## Data for review

■ ■ ■ ■

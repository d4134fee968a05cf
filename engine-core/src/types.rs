//! Basic Go vocabulary shared by every crate in the workspace.

use std::fmt;

/// Stone colors plus the two non-stone states a point can be in.
///
/// `Empty` doubles as the "dame" owner in ownership judgement; `Off`
/// exists for board implementations with sentinel borders.
#[derive(Debug, Clone, Copy, PartialEq, Eq, Hash)]
pub enum Color {
    Black,
    White,
    Empty,
    Off,
}

impl Color {
    /// The opposing stone color. Only meaningful for `Black` and `White`.
    #[inline]
    pub fn opposite(self) -> Color {
        match self {
            Color::Black => Color::White,
            Color::White => Color::Black,
            other => other,
        }
    }

    /// Whether this is an actual stone color.
    #[inline]
    pub fn is_stone(self) -> bool {
        matches!(self, Color::Black | Color::White)
    }
}

impl fmt::Display for Color {
    fn fmt(&self, f: &mut fmt::Formatter<'_>) -> fmt::Result {
        let s = match self {
            Color::Black => "black",
            Color::White => "white",
            Color::Empty => "empty",
            Color::Off => "off",
        };
        f.write_str(s)
    }
}

/// Index of an on-board intersection, row-major from the lower-left corner.
#[derive(Debug, Clone, Copy, PartialEq, Eq, Hash, PartialOrd, Ord)]
pub struct Point(pub u16);

impl Point {
    #[inline]
    pub fn index(self) -> usize {
        self.0 as usize
    }
}

/// A board point or one of the two sentinel moves.
#[derive(Debug, Clone, Copy, PartialEq, Eq, Hash)]
pub enum Coord {
    Pass,
    Resign,
    Point(Point),
}

impl Coord {
    #[inline]
    pub fn is_pass(self) -> bool {
        matches!(self, Coord::Pass)
    }

    #[inline]
    pub fn is_resign(self) -> bool {
        matches!(self, Coord::Resign)
    }

    #[inline]
    pub fn point(self) -> Option<Point> {
        match self {
            Coord::Point(p) => Some(p),
            _ => None,
        }
    }

    /// GTP-style rendering ("E5", "pass", "resign") for a board of the
    /// given side length. The letter `I` is skipped per convention.
    pub fn gtp(self, size: usize) -> String {
        match self {
            Coord::Pass => "pass".to_string(),
            Coord::Resign => "resign".to_string(),
            Coord::Point(p) => {
                let col = p.index() % size;
                let row = p.index() / size;
                let letter = b"ABCDEFGHJKLMNOPQRSTUVWXYZ"[col] as char;
                format!("{}{}", letter, row + 1)
            }
        }
    }
}

/// A move: who played where.
#[derive(Debug, Clone, Copy, PartialEq, Eq)]
pub struct Move {
    pub coord: Coord,
    pub color: Color,
}

impl Move {
    pub fn new(coord: Coord, color: Color) -> Self {
        Self { coord, color }
    }
}
//! Time-control information handed to the search by the front-end.
//!
//! The front-end is responsible for folding total-game time down to
//! per-move budgets; the search core only ever accepts `None` or `Move`
//! periods.

use std::time::{Duration, Instant};

/// What the budget applies to.
#[derive(Debug, Clone, Copy, PartialEq, Eq)]
pub enum TimePeriod {
    /// No time info supplied; the search falls back to a default
    /// per-move simulation budget.
    None,
    /// Budget for the next move.
    Move,
    /// Budget for the rest of the game. Not permitted at this layer.
    Total,
}

/// The budget dimension: a simulation count or wall-clock time.
#[derive(Debug, Clone, Copy)]
pub enum TimeBudget {
    Games {
        games: u32,
    },
    Walltime {
        /// Time the front-end recommends spending on this move.
        recommended: Duration,
        /// Hard ceiling for this move.
        max: Duration,
        /// When the clock for this move started ticking.
        timer_start: Instant,
        /// Estimated network lag to subtract from every deadline.
        net_lag: Duration,
        /// Whether we are in byoyomi (time-per-move overtime).
        byoyomi: bool,
    },
}

#[derive(Debug, Clone, Copy)]
pub struct TimeInfo {
    pub period: TimePeriod,
    pub budget: TimeBudget,
}

impl TimeInfo {
    /// No constraint; the search will use its default game budget.
    pub fn none() -> Self {
        Self {
            period: TimePeriod::None,
            budget: TimeBudget::Games { games: 0 },
        }
    }

    /// Fixed per-move simulation budget.
    pub fn games(games: u32) -> Self {
        Self {
            period: TimePeriod::Move,
            budget: TimeBudget::Games { games },
        }
    }

    /// Per-move wall-clock budget starting now.
    pub fn walltime(recommended: Duration, max: Duration, byoyomi: bool) -> Self {
        Self {
            period: TimePeriod::Move,
            budget: TimeBudget::Walltime {
                recommended,
                max,
                timer_start: Instant::now(),
                net_lag: Duration::ZERO,
                byoyomi,
            },
        }
    }

    pub fn is_byoyomi(&self) -> bool {
        matches!(
            self.budget,
            TimeBudget::Walltime { byoyomi: true, .. }
        )
    }
}
//! Plain UCB1 selection.

use crate::node::NodeId;
use crate::tree::Tree;

use super::{effective, first_play_urgency, DescendOptions};

/// `value + explore_p * sqrt(ln(parent) / child)`, prior experience
/// folded into both terms.
#[derive(Debug, Clone, Copy)]
pub struct Ucb1 {
    pub explore_p: f32,
    pub fpu: f32,
}

impl Ucb1 {
    pub(super) fn descend(
        &self,
        tree: &Tree,
        parent: NodeId,
        at_root: bool,
        opts: DescendOptions,
    ) -> Option<NodeId> {
        let pnode = tree.node(parent);
        let (parent_n, _) = pnode.experience();
        let ln_parent = (parent_n.max(1) as f32).ln();
        let parent_value = pnode.value();

        let mut best: Option<(NodeId, f32)> = None;
        for id in tree.children_range(parent).map(NodeId) {
            let child = tree.node(id);
            let (n, sum) = effective(child, opts.virtual_loss);
            let urgency = if n <= 0.0 {
                first_play_urgency(self.fpu, at_root, opts.root_heuristic, parent_value)
            } else {
                (sum / n).clamp(0.0, 1.0) + self.explore_p * (ln_parent / n).sqrt()
            };
            if best.map_or(true, |(_, b)| urgency > b) {
                best = Some((id, urgency));
            }
        }
        best.map(|(id, _)| id)
    }

    pub(super) fn evaluate(&self, tree: &Tree, node: NodeId) -> f32 {
        tree.node(node).value()
    }
}
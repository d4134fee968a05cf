//! The opaque board interface the search core is built against.
//!
//! The engine never looks inside a position: it enumerates legal points,
//! plays moves on cheap copies, asks eye/ownership questions and scores
//! terminal positions. Anything beyond this trait (rule-set arbitration,
//! superko flavors, handicap placement) is the board implementation's
//! business.

use thiserror::Error;

use crate::types::{Color, Coord, Move, Point};

/// Errors a board may report for an unplayable move.
#[derive(Debug, Clone, Copy, PartialEq, Eq, Error)]
pub enum IllegalMove {
    #[error("point {0:?} is occupied")]
    Occupied(Point),
    #[error("move at {0:?} would be suicide")]
    Suicide(Point),
    #[error("point {0:?} is a ko recapture")]
    Ko(Point),
    #[error("coordinate cannot be played on a board")]
    Unplayable,
}

/// A maximal chain of same-colored stones.
#[derive(Debug, Clone, PartialEq, Eq)]
pub struct Group {
    pub color: Color,
    pub stones: Vec<Point>,
}

/// Opaque game position.
///
/// Boards are copied cheaply: once per playout for the scratch board, and
/// once per pondering search. All mutation goes through [`Board::play`].
pub trait Board: Clone + Send + Sync + 'static {
    /// Side length of the board.
    fn size(&self) -> usize;

    /// Number of on-board points (`size * size`).
    fn num_points(&self) -> usize {
        self.size() * self.size()
    }

    /// Side to move.
    fn to_move(&self) -> Color;

    /// Number of moves played so far (passes included).
    fn move_count(&self) -> u32;

    fn komi(&self) -> f32;

    /// Handicap stone count, 0 in an even game.
    fn handicap(&self) -> u32;

    fn last_move(&self) -> Option<Move>;

    fn last_move_was_pass(&self) -> bool {
        matches!(
            self.last_move(),
            Some(Move {
                coord: Coord::Pass,
                ..
            })
        )
    }

    /// All points where `color` may legally play right now.
    fn legal_points(&self, color: Color) -> Vec<Point>;

    fn is_legal(&self, point: Point, color: Color) -> bool;

    /// True single-point eye of `color` (orthogonals all own, diagonals
    /// do not falsify). Filling such a point is never useful, so the
    /// search excludes these from expansion and playouts.
    fn is_one_point_eye(&self, point: Point, color: Color) -> bool;

    fn play(&mut self, mv: Move) -> Result<(), IllegalMove>;

    /// Stones captured *by* `color` so far. Feeds the mercy rule.
    fn captures(&self, color: Color) -> u32;

    /// Terminal-position owner of a point under area counting: the stone
    /// color, the color enclosing an empty region, or `Empty` for dame.
    fn point_owner(&self, point: Point) -> Color;

    /// Area score, Black minus White, komi already subtracted.
    fn area_score(&self) -> f32;

    /// Area score after removing the given dead groups from the board.
    fn score_with_dead(&self, dead: &[Group]) -> f32;

    fn group_at(&self, point: Point) -> Option<Group>;

    fn groups(&self) -> Vec<Group>;

    /// Rough number of moves this game still has in it; used by the time
    /// allocator to spread the remaining clock.
    fn estimated_moves_left(&self) -> u32;

    /// Diagnostic flag raised when the front-end fed us a position that
    /// repeats an earlier one. Never fatal.
    fn superko_violation(&self) -> bool;

    fn clear_superko_violation(&mut self);
}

■ ■ ■ ■

## To do
Copy every line from the data that includes the string "komi".

## Solution
    fn komi(&self) -> f32;
    /// Area score, Black minus White, komi already subtracted.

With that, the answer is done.